'''
//! Domain models shared by the stores, verifiers, and HTTP layer.

use serde::Serialize;
use std::fmt;
use uuid::Uuid;

/// A trusted token issuer.
///
/// `iss` is the `iss` claim for signed tokens, or the configured provider
/// name for opaque-token providers.
#[derive(Debug, Clone, PartialEq, Eq, sqlx::FromRow)]
pub struct Provider {
    pub provider_id: Uuid,
    pub iss: String,
}

/// A stored public key belonging to one provider.
///
/// Carries either an `x5c` certificate body or the RSA `n`/`e` components.
#[derive(Debug, Clone, PartialEq, Eq, sqlx::FromRow)]
pub struct SigningKey {
    pub provider_id: Uuid,
    pub kid: String,
    pub kty: String,
    pub alg: Option<String>,
    pub x5c: Option<String>,
    pub n: Option<String>,
    pub e: Option<String>,
}

/// Key material as published in a JWKS document, before it is attached to a
/// provider.
#[derive(Debug, Clone, PartialEq, Eq)]
pub struct NewSigningKey {
    pub kid: String,
    pub kty: String,
    pub alg: Option<String>,
    pub x5c: Option<String>,
    pub n: Option<String>,
    pub e: Option<String>,
}

/// Local user record.
#[derive(Clone, PartialEq, Eq, Serialize, sqlx::FromRow)]
pub struct User {
    pub user_id: Uuid,
    pub username: String,
    pub email: Option<String>,
    pub first_name: String,
    pub last_name: String,
}

/// Attributes for a user created on first sight of a subject.
#[derive(Clone, PartialEq, Eq)]
pub struct NewUser {
    pub username: String,
    pub email: Option<String>,
    pub first_name: String,
    pub last_name: String,
}

// Usernames default to the provider subject and emails identify a person,
// so neither goes into Debug output.
impl fmt::Debug for User {
    fn fmt(&self, f: &mut fmt::Formatter<'_>) -> fmt::Result {
        f.debug_struct("User")
            .field("user_id", &self.user_id)
            .field("username", &"[REDACTED]")
            .field("email", &self.email.as_ref().map(|_| "[REDACTED]"))
            .finish_non_exhaustive()
    }
}

impl fmt::Debug for NewUser {
    fn fmt(&self, f: &mut fmt::Formatter<'_>) -> fmt::Result {
        f.debug_struct("NewUser")
            .field("username", &"[REDACTED]")
            .field("email", &self.email.as_ref().map(|_| "[REDACTED]"))
            .finish_non_exhaustive()
    }
}

impl NewUser {
    /// Minimal user whose username is the provider subject.
    pub fn from_subject(subject: &str) -> Self {
        Self {
            username: subject.to_string(),
            email: None,
            first_name: String::new(),
            last_name: String::new(),
        }
    }
}

/// Link between a local user and a subject at one provider.
///
/// At most one association exists per (provider, subject).
#[derive(Clone, PartialEq, Eq, sqlx::FromRow)]
pub struct UserAssociation {
    pub association_id: Uuid,
    pub user_id: Uuid,
    pub provider_id: Uuid,
    pub subject: String,
}

impl fmt::Debug for UserAssociation {
    fn fmt(&self, f: &mut fmt::Formatter<'_>) -> fmt::Result {
        f.debug_struct("UserAssociation")
            .field("association_id", &self.association_id)
            .field("user_id", &self.user_id)
            .field("provider_id", &self.provider_id)
            .field("subject", &"[REDACTED]")
            .finish()
    }
}

/// A resolved identity: the local user and how the provider knows them.
///
/// `Debug` output carries no subject, username or email.
#[derive(Debug, Clone, PartialEq, Eq)]
pub struct Identity {
    pub user: User,
    pub association: UserAssociation,
    pub provider: Provider,
}

/// A previously verified token.
///
/// `exp` is unix seconds; the entry is usable while `exp >= now`.
#[derive(Clone, PartialEq, Eq)]
pub struct CachedToken {
    pub access_token: String,
    pub association_id: Uuid,
    pub scope: Option<String>,
    pub exp: i64,
}

// Tokens are bearer credentials; never let them reach a log line.
impl fmt::Debug for CachedToken {
    fn fmt(&self, f: &mut fmt::Formatter<'_>) -> fmt::Result {
        f.debug_struct("CachedToken")
            .field("access_token", &"[REDACTED]")
            .field("association_id", &self.association_id)
            .field("scope", &self.scope)
            .field("exp", &self.exp)
            .finish()
    }
}

/// Outcome of a successful authentication, inserted into request extensions
/// by the auth middleware.
#[derive(Debug, Clone, PartialEq, Eq)]
pub struct Authenticated {
    pub identity: Identity,
    pub token: CachedToken,
}

impl Authenticated {
    pub fn user(&self) -> &User {
        &self.identity.user
    }

    pub fn issuer(&self) -> &str {
        &self.identity.provider.iss
    }

    pub fn subject(&self) -> &str {
        &self.identity.association.subject
    }
}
'''
Scan the material for the string "impl". Copy each line where it appears.

impl fmt::Debug for User {
impl fmt::Debug for NewUser {
impl NewUser {
impl fmt::Debug for UserAssociation {
impl fmt::Debug for CachedToken {
impl Authenticated {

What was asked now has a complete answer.